WHAT YOU SHOULD DO:
Please repeat the lines below, exactly and only, from the one that holds "filename crates/lcsift-cli/src/commands/completeness.rs" through the one that holds "use super::value::Value;".

(DATA FOR REVIEW begins)

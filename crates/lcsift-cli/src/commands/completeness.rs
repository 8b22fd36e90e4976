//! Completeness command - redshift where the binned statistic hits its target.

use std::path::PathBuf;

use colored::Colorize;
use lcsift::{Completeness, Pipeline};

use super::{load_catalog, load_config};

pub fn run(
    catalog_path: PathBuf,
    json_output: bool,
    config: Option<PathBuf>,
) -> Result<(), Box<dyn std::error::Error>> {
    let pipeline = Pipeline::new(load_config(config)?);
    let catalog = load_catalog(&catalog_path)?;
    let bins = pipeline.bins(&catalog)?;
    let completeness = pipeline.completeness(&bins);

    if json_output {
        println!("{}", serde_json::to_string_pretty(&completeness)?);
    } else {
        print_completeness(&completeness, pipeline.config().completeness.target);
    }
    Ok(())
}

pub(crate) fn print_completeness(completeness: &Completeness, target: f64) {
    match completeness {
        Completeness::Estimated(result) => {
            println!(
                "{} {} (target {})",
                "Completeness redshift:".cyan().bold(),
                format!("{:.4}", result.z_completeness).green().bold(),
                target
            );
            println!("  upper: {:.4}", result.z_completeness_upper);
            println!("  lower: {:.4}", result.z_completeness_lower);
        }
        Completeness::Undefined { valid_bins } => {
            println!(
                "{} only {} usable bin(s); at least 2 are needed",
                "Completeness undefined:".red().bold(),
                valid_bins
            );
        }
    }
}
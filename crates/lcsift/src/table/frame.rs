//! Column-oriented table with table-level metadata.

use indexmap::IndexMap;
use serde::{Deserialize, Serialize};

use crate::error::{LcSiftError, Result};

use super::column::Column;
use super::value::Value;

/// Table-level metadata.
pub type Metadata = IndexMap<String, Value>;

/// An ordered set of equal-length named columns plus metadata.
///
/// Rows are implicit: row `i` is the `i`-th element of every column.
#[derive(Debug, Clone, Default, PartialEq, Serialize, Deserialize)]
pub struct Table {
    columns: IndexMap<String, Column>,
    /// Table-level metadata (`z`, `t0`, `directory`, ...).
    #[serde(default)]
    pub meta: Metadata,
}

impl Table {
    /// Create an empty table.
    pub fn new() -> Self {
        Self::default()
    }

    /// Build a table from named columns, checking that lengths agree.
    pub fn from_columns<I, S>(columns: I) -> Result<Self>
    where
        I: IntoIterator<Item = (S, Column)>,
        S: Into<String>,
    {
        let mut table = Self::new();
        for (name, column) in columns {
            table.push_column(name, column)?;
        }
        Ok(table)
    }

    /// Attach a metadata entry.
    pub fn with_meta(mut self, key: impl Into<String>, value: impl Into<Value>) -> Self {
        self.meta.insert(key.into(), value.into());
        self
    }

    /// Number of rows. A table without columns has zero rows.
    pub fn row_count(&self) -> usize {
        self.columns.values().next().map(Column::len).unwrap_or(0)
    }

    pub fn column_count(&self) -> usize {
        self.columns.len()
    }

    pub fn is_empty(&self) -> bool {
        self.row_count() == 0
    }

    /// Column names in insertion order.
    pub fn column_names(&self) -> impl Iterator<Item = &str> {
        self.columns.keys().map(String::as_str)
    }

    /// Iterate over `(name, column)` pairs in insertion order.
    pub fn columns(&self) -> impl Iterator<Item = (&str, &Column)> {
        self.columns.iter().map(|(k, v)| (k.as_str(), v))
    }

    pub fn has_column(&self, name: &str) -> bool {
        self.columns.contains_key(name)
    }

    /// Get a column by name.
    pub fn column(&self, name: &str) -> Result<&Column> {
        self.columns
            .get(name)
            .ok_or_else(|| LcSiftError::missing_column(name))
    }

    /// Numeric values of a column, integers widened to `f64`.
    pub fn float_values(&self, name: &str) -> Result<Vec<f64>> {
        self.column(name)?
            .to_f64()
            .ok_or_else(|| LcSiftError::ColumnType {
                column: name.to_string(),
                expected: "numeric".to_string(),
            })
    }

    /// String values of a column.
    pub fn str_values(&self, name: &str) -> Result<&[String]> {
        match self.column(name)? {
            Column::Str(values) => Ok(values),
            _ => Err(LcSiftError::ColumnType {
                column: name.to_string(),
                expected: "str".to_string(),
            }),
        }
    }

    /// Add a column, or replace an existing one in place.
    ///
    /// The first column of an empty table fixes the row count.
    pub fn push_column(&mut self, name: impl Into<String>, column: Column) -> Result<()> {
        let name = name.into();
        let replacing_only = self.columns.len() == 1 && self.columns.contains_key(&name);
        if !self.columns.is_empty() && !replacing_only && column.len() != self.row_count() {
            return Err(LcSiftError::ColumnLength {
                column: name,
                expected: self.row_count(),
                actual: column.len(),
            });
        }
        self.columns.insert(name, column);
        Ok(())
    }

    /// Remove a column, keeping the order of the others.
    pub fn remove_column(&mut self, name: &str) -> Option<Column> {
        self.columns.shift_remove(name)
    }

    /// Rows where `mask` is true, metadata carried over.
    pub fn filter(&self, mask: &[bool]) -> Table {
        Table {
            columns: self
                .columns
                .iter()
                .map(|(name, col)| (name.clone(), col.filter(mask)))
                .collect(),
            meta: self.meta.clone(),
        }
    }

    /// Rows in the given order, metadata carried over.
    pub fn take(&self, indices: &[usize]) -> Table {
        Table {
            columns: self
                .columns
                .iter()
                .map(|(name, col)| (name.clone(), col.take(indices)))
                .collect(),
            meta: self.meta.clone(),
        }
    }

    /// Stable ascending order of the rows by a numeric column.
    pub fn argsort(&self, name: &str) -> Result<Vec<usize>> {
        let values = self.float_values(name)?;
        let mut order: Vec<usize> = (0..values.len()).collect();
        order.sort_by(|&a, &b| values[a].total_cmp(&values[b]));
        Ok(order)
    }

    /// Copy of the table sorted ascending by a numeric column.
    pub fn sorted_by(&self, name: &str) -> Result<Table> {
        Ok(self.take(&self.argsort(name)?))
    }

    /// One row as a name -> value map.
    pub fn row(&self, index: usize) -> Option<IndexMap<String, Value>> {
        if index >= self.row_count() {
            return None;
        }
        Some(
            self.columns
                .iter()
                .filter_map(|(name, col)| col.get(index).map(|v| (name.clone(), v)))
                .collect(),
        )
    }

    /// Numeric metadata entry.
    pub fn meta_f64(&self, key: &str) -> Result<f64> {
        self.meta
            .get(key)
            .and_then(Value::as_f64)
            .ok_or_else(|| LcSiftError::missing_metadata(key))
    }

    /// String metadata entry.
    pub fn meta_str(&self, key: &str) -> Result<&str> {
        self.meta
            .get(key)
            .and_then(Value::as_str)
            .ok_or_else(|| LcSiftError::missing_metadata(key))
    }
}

(DATA FOR REVIEW ends)
(DATA FOR REVIEW begins)

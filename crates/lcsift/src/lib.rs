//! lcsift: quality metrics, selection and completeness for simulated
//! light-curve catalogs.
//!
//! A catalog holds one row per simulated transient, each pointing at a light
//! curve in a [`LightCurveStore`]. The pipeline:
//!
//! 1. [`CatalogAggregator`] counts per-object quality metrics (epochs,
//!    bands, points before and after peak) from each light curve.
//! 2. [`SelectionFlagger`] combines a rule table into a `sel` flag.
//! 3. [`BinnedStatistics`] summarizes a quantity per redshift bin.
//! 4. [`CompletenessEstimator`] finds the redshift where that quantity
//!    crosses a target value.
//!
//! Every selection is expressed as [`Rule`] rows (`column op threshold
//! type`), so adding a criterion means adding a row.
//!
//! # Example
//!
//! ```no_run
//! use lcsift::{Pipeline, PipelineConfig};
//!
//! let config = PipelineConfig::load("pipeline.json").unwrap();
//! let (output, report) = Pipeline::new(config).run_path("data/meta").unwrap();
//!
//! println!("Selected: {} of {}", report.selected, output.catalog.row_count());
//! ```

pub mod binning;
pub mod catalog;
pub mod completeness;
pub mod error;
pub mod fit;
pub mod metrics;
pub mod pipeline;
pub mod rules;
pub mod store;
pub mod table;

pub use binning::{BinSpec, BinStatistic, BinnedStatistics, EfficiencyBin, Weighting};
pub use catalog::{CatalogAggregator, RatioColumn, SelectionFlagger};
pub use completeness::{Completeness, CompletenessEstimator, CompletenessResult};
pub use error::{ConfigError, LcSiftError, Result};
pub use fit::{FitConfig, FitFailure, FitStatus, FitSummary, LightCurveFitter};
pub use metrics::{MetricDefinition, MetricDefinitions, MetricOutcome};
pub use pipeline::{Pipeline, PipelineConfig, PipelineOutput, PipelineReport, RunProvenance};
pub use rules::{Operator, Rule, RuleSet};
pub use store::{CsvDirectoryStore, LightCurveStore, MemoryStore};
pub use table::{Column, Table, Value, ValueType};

(DATA FOR REVIEW ends)

EXERCISE RESULT:
filename crates/lcsift-cli/src/commands/completeness.rs
repository 8b22fd36e90e4976
//! Completeness command - redshift where the binned statistic hits its target.

use std::path::PathBuf;

use colored::Colorize;
use lcsift::{Completeness, Pipeline};

use super::{load_catalog, load_config};

pub fn run(
    catalog_path: PathBuf,
    json_output: bool,
    config: Option<PathBuf>,
) -> Result<(), Box<dyn std::error::Error>> {
    let pipeline = Pipeline::new(load_config(config)?);
    let catalog = load_catalog(&catalog_path)?;
    let bins = pipeline.bins(&catalog)?;
    let completeness = pipeline.completeness(&bins);

    if json_output {
        println!("{}", serde_json::to_string_pretty(&completeness)?);
    } else {
        print_completeness(&completeness, pipeline.config().completeness.target);
    }
    Ok(())
}

pub(crate) fn print_completeness(completeness: &Completeness, target: f64) {
    match completeness {
        Completeness::Estimated(result) => {
            println!(
                "{} {} (target {})",
                "Completeness redshift:".cyan().bold(),
                format!("{:.4}", result.z_completeness).green().bold(),
                target
            );
            println!("  upper: {:.4}", result.z_completeness_upper);
            println!("  lower: {:.4}", result.z_completeness_lower);
        }
        Completeness::Undefined { valid_bins } => {
            println!(
                "{} only {} usable bin(s); at least 2 are needed",
                "Completeness undefined:".red().bold(),
                valid_bins
            );
        }
    }
}
filename crates/lcsift/src/table/frame.rs
//! Column-oriented table with table-level metadata.

use indexmap::IndexMap;
use serde::{Deserialize, Serialize};

use crate::error::{LcSiftError, Result};

use super::column::Column;
use super::value::Value;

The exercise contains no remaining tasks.